WHAT TO DO :: When a line of the records below contains the string "description", copy that whole line.

Saved data entries ::
|---|

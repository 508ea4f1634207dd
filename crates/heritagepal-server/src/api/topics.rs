//! `/api/topics` endpoints.

use std::sync::Arc;

use axum::{
    extract::{Path, Query, State},
    http::StatusCode,
    routing::{get, post},
    Json, Router,
};
use chrono::Utc;
use heritagepal_store::{Grade, NewTopic, Topic, TopicUpdate, TopicView};
use serde::{Deserialize, Serialize};
use serde_json::{json, Value};
use tracing::{debug, info, warn};

use super::{non_empty, ApiError, AppState};
use crate::auth::{AdminUser, AuthUser};

const NO_TOPIC_ACCESS: &str = "You do not have access to this topic";

pub(super) fn routes() -> Router<Arc<AppState>> {
    Router::new()
        .route("/", get(handle_list_topics).post(handle_create_topic))
        .route(
            "/:id",
            get(handle_get_topic)
                .put(handle_update_topic)
                .delete(handle_delete_topic),
        )
        .route(
            "/:id/grades",
            get(handle_topic_grades).post(handle_assign_topic_grades),
        )
        .route("/:id/view", post(handle_record_view))
}

#[derive(Debug, Deserialize)]
struct TopicQuery {
    grade_id: Option<String>,
}

/// A topic with the grades it is assigned to.
#[derive(Debug, Serialize)]
struct TopicWithGrades {
    #[serde(flatten)]
    topic: Topic,
    grades: Vec<Grade>,
}

/// Handler for `GET /api/topics`.
async fn handle_list_topics(
    State(state): State<Arc<AppState>>,
    Query(query): Query<TopicQuery>,
) -> Result<Json<Vec<Topic>>, ApiError> {
    let topics = state.store.list_topics().await?;

    let Some(grade_id) = query.grade_id.filter(|g| !g.is_empty()) else {
        return Ok(Json(topics));
    };

    let assigned: Vec<String> = state
        .store
        .list_grade_topics()
        .await?
        .into_iter()
        .filter(|gt| gt.grade_id == grade_id)
        .map(|gt| gt.topic_id)
        .collect();

    Ok(Json(
        topics
            .into_iter()
            .filter(|t| assigned.contains(&t.id))
            .collect(),
    ))
}

/// Handler for `GET /api/topics/:id`.
async fn handle_get_topic(
    State(state): State<Arc<AppState>>,
    Path(id): Path<String>,
) -> Result<Json<TopicWithGrades>, ApiError> {
    let topic = existing_topic(&state, &id).await?;
    let grades = match grades_for_topic(&state, &id).await {
        Ok(grades) => grades,
        Err(e) => {
            warn!(topic_id = %id, error = ?e, "Failed to load topic grades");
            Vec::new()
        }
    };
    Ok(Json(TopicWithGrades { topic, grades }))
}

/// Handler for `GET /api/topics/:id/grades`.
async fn handle_topic_grades(
    State(state): State<Arc<AppState>>,
    Path(id): Path<String>,
) -> Result<Json<Vec<Grade>>, ApiError> {
    existing_topic(&state, &id).await?;
    Ok(Json(grades_for_topic(&state, &id).await?))
}

/// Handler for `POST /api/topics`.
async fn handle_create_topic(
    State(state): State<Arc<AppState>>,
    AdminUser(admin): AdminUser,
    Json(body): Json<Value>,
) -> Result<(StatusCode, Json<Topic>), ApiError> {
    let title = non_empty(body.get("title"));
    let content = non_empty(body.get("content"));

    let mut errors = Vec::new();
    if title.is_none() {
        errors.push("Topic title is required");
    }
    if content.is_none() {
        errors.push("Topic content is required");
    }
    let (Some(title), Some(content)) = (title, content) else {
        return Err(ApiError::bad_request(format!(
            "Invalid topic data: {}",
            errors.join(", ")
        )));
    };

    let topic = state
        .store
        .create_topic(NewTopic {
            title: title.to_string(),
            description: non_empty(body.get("description")).map(str::to_string),
            content: content.to_string(),
        })
        .await?;
    info!(topic_id = %topic.id, admin_id = %admin.id, "Created topic");

    if let Some(grade_ids) = grade_ids(&body) {
        assign_grades(&state, &topic.id, &grade_ids).await;
    }

    Ok((StatusCode::CREATED, Json(topic)))
}

/// Handler for `PUT /api/topics/:id`.
///
/// Absent or empty fields keep their current value. A `grade_ids` array
/// replaces the topic's grade assignments.
async fn handle_update_topic(
    State(state): State<Arc<AppState>>,
    AdminUser(admin): AdminUser,
    Path(id): Path<String>,
    Json(body): Json<Value>,
) -> Result<Json<Topic>, ApiError> {
    let update = TopicUpdate {
        title: non_empty(body.get("title")).map(str::to_string),
        description: body
            .get("description")
            .and_then(Value::as_str)
            .map(str::to_string),
        content: non_empty(body.get("content")).map(str::to_string),
    };

    let topic = state
        .store
        .update_topic(&id, update)
        .await?
        .ok_or_else(|| ApiError::not_found("Topic not found"))?;
    info!(topic_id = %id, admin_id = %admin.id, "Updated topic");

    if let Some(grade_ids) = grade_ids(&body) {
        for assignment in state.store.list_grade_topics().await? {
            if assignment.topic_id == id {
                if let Err(e) = state
                    .store
                    .remove_topic_from_grade(&assignment.grade_id, &id)
                    .await
                {
                    warn!(topic_id = %id, error = %e, "Failed to remove grade assignment");
                }
            }
        }
        assign_grades(&state, &id, &grade_ids).await;
    }

    Ok(Json(topic))
}

/// Handler for `POST /api/topics/:id/grades`.
///
/// Replaces the topic's grade assignments with the `grade_ids` array.
async fn handle_assign_topic_grades(
    State(state): State<Arc<AppState>>,
    AdminUser(admin): AdminUser,
    Path(id): Path<String>,
    Json(body): Json<Value>,
) -> Result<(StatusCode, Json<Value>), ApiError> {
    let grade_ids = grade_ids(&body)
        .filter(|ids| !ids.is_empty())
        .ok_or_else(|| {
            ApiError::bad_request("Invalid assignment data: At least one grade ID is required")
        })?;
    existing_topic(&state, &id).await?;

    let known: Vec<String> = state
        .store
        .list_grades()
        .await?
        .into_iter()
        .map(|g| g.id)
        .collect();
    if let Some(unknown) = grade_ids.iter().find(|g| !known.contains(g)) {
        return Err(ApiError::bad_request(format!(
            "Error assigning topic to grades: unknown grade {unknown}"
        )));
    }

    let assignments = state.store.replace_topic_grades(&id, &grade_ids).await?;
    info!(
        topic_id = %id,
        admin_id = %admin.id,
        grades = assignments.len(),
        "Replaced topic grade assignments"
    );

    Ok((
        StatusCode::CREATED,
        Json(json!({
            "message": "Topic assigned to grades successfully",
            "assignments": assignments,
        })),
    ))
}

/// Handler for `POST /api/topics/:id/view`.
///
/// A student who has chosen grades may only open topics taught in one of
/// them. Admins and students without chosen grades may open any topic.
async fn handle_record_view(
    State(state): State<Arc<AppState>>,
    AuthUser(user): AuthUser,
    Path(id): Path<String>,
) -> Result<Json<Value>, ApiError> {
    existing_topic(&state, &id).await?;

    if !user.is_admin() {
        let chosen: Vec<String> = state
            .store
            .list_user_grades(&user.id)
            .await?
            .into_iter()
            .map(|g| g.id)
            .collect();
        if !chosen.is_empty() {
            let taught = state
                .store
                .list_grade_topics()
                .await?
                .iter()
                .any(|gt| gt.topic_id == id && chosen.contains(&gt.grade_id));
            if !taught {
                warn!(user_id = %user.id, topic_id = %id, "Topic outside the user's grades");
                return Err(ApiError::Forbidden(NO_TOPIC_ACCESS.to_string()));
            }
        }
    }

    state
        .store
        .record_topic_view(TopicView {
            user_id: user.id.clone(),
            topic_id: id.clone(),
            viewed_at: Utc::now(),
        })
        .await?;
    debug!(user_id = %user.id, topic_id = %id, "Recorded topic view");

    Ok(Json(json!({ "message": "Topic view recorded successfully" })))
}

/// Handler for `DELETE /api/topics/:id`.
async fn handle_delete_topic(
    State(state): State<Arc<AppState>>,
    AdminUser(admin): AdminUser,
    Path(id): Path<String>,
) -> Result<Json<Value>, ApiError> {
    if !state.store.delete_topic(&id).await? {
        return Err(ApiError::not_found("Topic not found"));
    }
    info!(topic_id = %id, admin_id = %admin.id, "Deleted topic");
    Ok(Json(json!({ "message": "Topic deleted successfully" })))
}

// ============================================================================
// Helpers
// ============================================================================

async fn existing_topic(state: &AppState, id: &str) -> Result<Topic, ApiError> {
    state
        .store
        .get_topic(id)
        .await?
        .ok_or_else(|| ApiError::not_found("Topic not found"))
}

async fn grades_for_topic(state: &AppState, topic_id: &str) -> Result<Vec<Grade>, ApiError> {
    let grade_ids: Vec<String> = state
        .store
        .list_grade_topics()
        .await?
        .into_iter()
        .filter(|gt| gt.topic_id == topic_id)
        .map(|gt| gt.grade_id)
        .collect();

    Ok(state
        .store
        .list_grades()
        .await?
        .into_iter()
        .filter(|g| grade_ids.contains(&g.id))
        .collect())
}

fn grade_ids(body: &Value) -> Option<Vec<String>> {
    body.get("grade_ids")?.as_array().map(|ids| {
        ids.iter()
            .filter_map(Value::as_str)
            .map(str::to_string)
            .collect()
    })
}

/// Assigns a topic to each grade; failures are logged and skipped.
async fn assign_grades(state: &AppState, topic_id: &str, grade_ids: &[String]) {
    for grade_id in grade_ids {
        if let Err(e) = state.store.assign_topic_to_grade(grade_id, topic_id).await {
            warn!(
                topic_id = %topic_id,
                grade_id = %grade_id,
                error = %e,
                "Failed to assign topic to grade"
            );
        }
    }
}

|---|

RESPONSE TO THIS TASK ::
            description: non_empty(body.get("description")).map(str::to_string),
        description: body
            .get("description")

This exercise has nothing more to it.